Dry The Sea was the only horse to get himself shot this trip.  I brought 2 others, a buckskin Show Jumping Warmblood (factory name Jewel, personal name Corsair) and an ancient old Halla in fleabit grey from 1989, named Kalwari.  I realized later I had chosen 3 horses that spanned 30 years of Breyer.  I also discovered that 3 is too many for these trips.  Normally I use 2 Stone Tack Boxes to stow them in the car, back seat center between the food box and the trip box.  A few years ago we chose to try using only one box in an effort to save space.  (You have no idea of the premium on space on a road trip!)  This year I found stashing a second one next to the Stone Box, with only a pony pocket, was acceptable.  But a third under the seat did not work, being too difficult of easy access.  It's like a gypsy caravan in the car:  a space for everything and a routine to access it.
White Peacock Butterfly, Babcock-Webb WMA
NEWS.  Now that I'm home, I'm inking again!!  Last used who knows how many years ago, I cleaned up my Rapidograph technical pens (a 2-day job), bought some ink (my bottle was dated 1997 and is nearly empty!), and am happily inking plates for my next book.  Work must vary between writing, drawing and inking, but oh how I enjoy making those pens behave.  There were years around college [1978-1983] when I was doing this, and the year-plus spent on the Guide (1997).  Unlike model tackmaking in which I'm largely self-taught, drafting was my degree.  This activity is a direct link to my grandparents, who paid for my education, and to high school classes in drafting.  It all feels so homey, so true:  a pleasure once thoroughly known and gratefully returned to.
Big Cypress WMA.  There was a lot of rain, hence puddles.

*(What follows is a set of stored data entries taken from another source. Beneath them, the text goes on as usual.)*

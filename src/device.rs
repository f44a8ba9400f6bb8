// SPDX-License-Identifier: Apache-2.0
// Copyright (c) 2025 Au-Zone Technologies. All Rights Reserved.

//! Character device interface to the JPU kernel driver.
//!
//! The driver exposes a small fixed set of requests: reset, hardware
//! version query, command sequence submission, start, stop, one blocking
//! get and one unblock per queue, and buffer enqueue for the input and
//! output queues. Request codes and record layouts are a fixed contract
//! with the driver and must match it exactly.

use crate::hw::{self, CommandSeq, HwCmd};
use std::{
    ffi::CString,
    io,
    mem::size_of,
    os::fd::{AsRawFd, FromRawFd, OwnedFd, RawFd},
    ptr::null_mut,
};
use tracing::debug;

/// Default encoder device node.
pub const JPU_DEVICE: &str = "/dev/jpu0";

const JPU_IOC_MAGIC: u32 = b'j' as u32;

// _IOW request encoding; the driver takes every argument by pointer.
const fn iow(nr: u32) -> libc::c_ulong {
    ((1u32 << 30) | ((size_of::<*mut libc::c_void>() as u32) << 16) | (JPU_IOC_MAGIC << 8) | nr)
        as libc::c_ulong
}

const JPU_GET_HW_VERSION: libc::c_ulong = iow(1);
const JPU_RESET: libc::c_ulong = iow(2);
const JPU_STOP: libc::c_ulong = iow(3);
const JPU_START: libc::c_ulong = iow(4);
const JPU_INPUT_BUF_ENQUEUE: libc::c_ulong = iow(5);
const JPU_INPUT_GET: libc::c_ulong = iow(6);
const JPU_INPUT_GET_UNBLOCK: libc::c_ulong = iow(7);
const JPU_OUTPUT_BUF_ENQUEUE: libc::c_ulong = iow(8);
const JPU_OUTPUT_GET: libc::c_ulong = iow(9);
const JPU_OUTPUT_GET_UNBLOCK: libc::c_ulong = iow(10);
const JPU_EVT_GET: libc::c_ulong = iow(11);
const JPU_EVT_GET_UNBLOCK: libc::c_ulong = iow(12);
const JPU_HW_CMDS: libc::c_ulong = iow(13);

// Control record for reset and the event queue, in the driver layout.
#[repr(C)]
struct RawCtrlCmd {
    kind: u32,
    len: u32,
    value: *mut libc::c_void,
}

// Buffer descriptor in the driver layout.
#[repr(C)]
struct RawBuf {
    kind: u32,
    fd: libc::c_int,
    vaddr: *mut libc::c_void,
    y_off: u32,
    y_len: u32,
    framedone_len: u32,
    cbcr_off: u32,
    cbcr_len: u32,
    num_mcu_rows: u32,
}

/// Hardware event delivered on the event queue.
#[derive(Clone, Copy, Debug, PartialEq, Eq)]
pub struct Event {
    pub kind: u32,
    pub len: u32,
}

/// Encoder buffer descriptor.
///
/// Describes one DMA-backed frame buffer: the luma and chroma plane windows
/// inside the backing memory, the MCU row count covered by the buffer, and
/// the backing file descriptor. `framedone_len` reports the number of bytes
/// produced when the descriptor comes back on the output queue.
#[derive(Clone, Copy, Debug, Default, PartialEq, Eq)]
pub struct BufferDesc {
    pub kind: u32,
    pub fd: RawFd,
    pub vaddr: usize,
    pub y_off: u32,
    pub y_len: u32,
    pub framedone_len: u32,
    pub cbcr_off: u32,
    pub cbcr_len: u32,
    pub num_mcu_rows: u32,
}

impl BufferDesc {
    fn to_raw(self) -> RawBuf {
        RawBuf {
            kind: self.kind,
            fd: self.fd,
            vaddr: self.vaddr as *mut libc::c_void,
            y_off: self.y_off,
            y_len: self.y_len,
            framedone_len: self.framedone_len,
            cbcr_off: self.cbcr_off,
            cbcr_len: self.cbcr_len,
            num_mcu_rows: self.num_mcu_rows,
        }
    }

    fn from_raw(raw: &RawBuf) -> Self {
        Self {
            kind: raw.kind,
            fd: raw.fd,
            vaddr: raw.vaddr as usize,
            y_off: raw.y_off,
            y_len: raw.y_len,
            framedone_len: raw.framedone_len,
            cbcr_off: raw.cbcr_off,
            cbcr_len: raw.cbcr_len,
            num_mcu_rows: raw.num_mcu_rows,
        }
    }
}

/// Open handle to the encoder device.
///
/// The kernel serializes concurrent requests on one handle, so the handle
/// may be shared between the control thread and the queue worker threads
/// without a userspace lock.
#[derive(Debug)]
pub struct Device {
    fd: OwnedFd,
}

impl Device {
    /// Opens the encoder device read-write.
    pub fn open(path: &str) -> io::Result<Self> {
        let cpath = CString::new(path).map_err(|_| io::Error::from(io::ErrorKind::InvalidInput))?;
        let fd = unsafe { libc::open(cpath.as_ptr(), libc::O_RDWR) };
        if fd < 0 {
            return Err(io::Error::last_os_error());
        }
        debug!("open {path}: fd = {fd}");
        Ok(Self {
            fd: unsafe { OwnedFd::from_raw_fd(fd) },
        })
    }

    fn request(&self, code: libc::c_ulong, arg: *mut libc::c_void) -> io::Result<()> {
        let rc = unsafe { libc::ioctl(self.fd.as_raw_fd(), code, arg) };
        if rc < 0 {
            Err(io::Error::last_os_error())
        } else {
            Ok(())
        }
    }

    fn request_bare(&self, code: libc::c_ulong) -> io::Result<()> {
        self.request(code, null_mut())
    }

    /// Resets the encoder into the given operating mode.
    pub fn reset(&self, mode: u32) -> io::Result<()> {
        let mut ctrl = RawCtrlCmd {
            kind: mode,
            len: 0,
            value: null_mut(),
        };
        self.request(JPU_RESET, &mut ctrl as *mut RawCtrlCmd as *mut libc::c_void)
    }

    /// Reads the hardware version register.
    pub fn hw_version(&self) -> io::Result<u32> {
        let mut cmd = hw::version_query();
        self.request(
            JPU_GET_HW_VERSION,
            &mut cmd as *mut HwCmd as *mut libc::c_void,
        )?;
        Ok(cmd.data)
    }

    fn submit_as(&self, code: libc::c_ulong, seq: &CommandSeq) -> io::Result<()> {
        let mut wire = seq.to_wire();
        self.request(code, wire.as_mut_ptr() as *mut libc::c_void)
    }

    /// Submits a command sequence for verbatim execution.
    pub fn submit(&self, seq: &CommandSeq) -> io::Result<()> {
        self.submit_as(JPU_HW_CMDS, seq)
    }

    /// Submits a start sequence through the start request.
    pub fn start(&self, seq: &CommandSeq) -> io::Result<()> {
        self.submit_as(JPU_START, seq)
    }

    /// Submits a stop sequence through the stop request.
    pub fn stop(&self, seq: &CommandSeq) -> io::Result<()> {
        self.submit_as(JPU_STOP, seq)
    }

    /// Blocks until the driver delivers the next hardware event.
    pub fn event_get(&self) -> io::Result<Event> {
        let mut ctrl = RawCtrlCmd {
            kind: 0,
            len: 0,
            value: null_mut(),
        };
        self.request(JPU_EVT_GET, &mut ctrl as *mut RawCtrlCmd as *mut libc::c_void)?;
        Ok(Event {
            kind: ctrl.kind,
            len: ctrl.len,
        })
    }

    /// Blocks until the driver returns a consumed input buffer.
    pub fn input_get(&self) -> io::Result<BufferDesc> {
        let mut raw = BufferDesc::default().to_raw();
        self.request(JPU_INPUT_GET, &mut raw as *mut RawBuf as *mut libc::c_void)?;
        Ok(BufferDesc::from_raw(&raw))
    }

    /// Blocks until the driver returns a filled output buffer.
    pub fn output_get(&self) -> io::Result<BufferDesc> {
        let mut raw = BufferDesc::default().to_raw();
        self.request(JPU_OUTPUT_GET, &mut raw as *mut RawBuf as *mut libc::c_void)?;
        Ok(BufferDesc::from_raw(&raw))
    }

    /// Wakes a thread parked in [`event_get`](Self::event_get).
    pub fn event_unblock(&self) -> io::Result<()> {
        self.request_bare(JPU_EVT_GET_UNBLOCK)
    }

    /// Wakes a thread parked in [`input_get`](Self::input_get).
    pub fn input_unblock(&self) -> io::Result<()> {
        self.request_bare(JPU_INPUT_GET_UNBLOCK)
    }

    /// Wakes a thread parked in [`output_get`](Self::output_get).
    pub fn output_unblock(&self) -> io::Result<()> {
        self.request_bare(JPU_OUTPUT_GET_UNBLOCK)
    }

    /// Hands an input buffer to the driver, returning the raw submission
    /// result.
    pub fn input_enqueue(&self, desc: &BufferDesc) -> io::Result<()> {
        let mut raw = desc.to_raw();
        let ret = self.request(
            JPU_INPUT_BUF_ENQUEUE,
            &mut raw as *mut RawBuf as *mut libc::c_void,
        );
        debug!(
            "input buf {:#x} enqueue {}: {:?}",
            desc.vaddr, desc.y_len, ret
        );
        ret
    }

    /// Hands an output buffer to the driver, returning the raw submission
    /// result.
    pub fn output_enqueue(&self, desc: &BufferDesc) -> io::Result<()> {
        let mut raw = desc.to_raw();
        let ret = self.request(
            JPU_OUTPUT_BUF_ENQUEUE,
            &mut raw as *mut RawBuf as *mut libc::c_void,
        );
        debug!(
            "output buf {:#x} enqueue {}: {:?}",
            desc.vaddr, desc.y_len, ret
        );
        ret
    }
}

And my other news is NaMoPaiMo.  I haven't entered yet because my horse isn't here, but as of today she's on her way!  all the way from Russia.  Thank you more than I can say Margarita!  The intended victim is a resin called Magnolia, not to be confused with Breyer's Magnolia the little Stablemate by Moody.  This stretching Ahkal Teke filly was sculpted by Margarita Malova.  Yes, she will be Brasenose's daughter.  I have visions of a sooty metallic buckskin.  On the same day as I bought ink, I purchased many more pastels and some Pearl-Ex.  All cheers for Uncle Eli's art store, which, unlike the University Book Store, carries waterproof drawing ink.
George wants to call this horse ScreetchHalt  :(  but I have named her out of the depths of my Ragtime life, a crossing of the beams of my life which strangely has never happened before.  In Zimmerman's Gems of Chicago Ragtime collection (2012) there is a Ragtime Medley No. 1., arranged by Adolph Schroeder (1899).  The second strain is called "Ambolena Snow."  It has become a favorite of mine.  This little filly went without a name for more than a year in my imagination before I realized this one was for her.

Kudos for those who hold NaMoPaiMo and who uphold its spirit.   And honor to those who manage wilderness areas.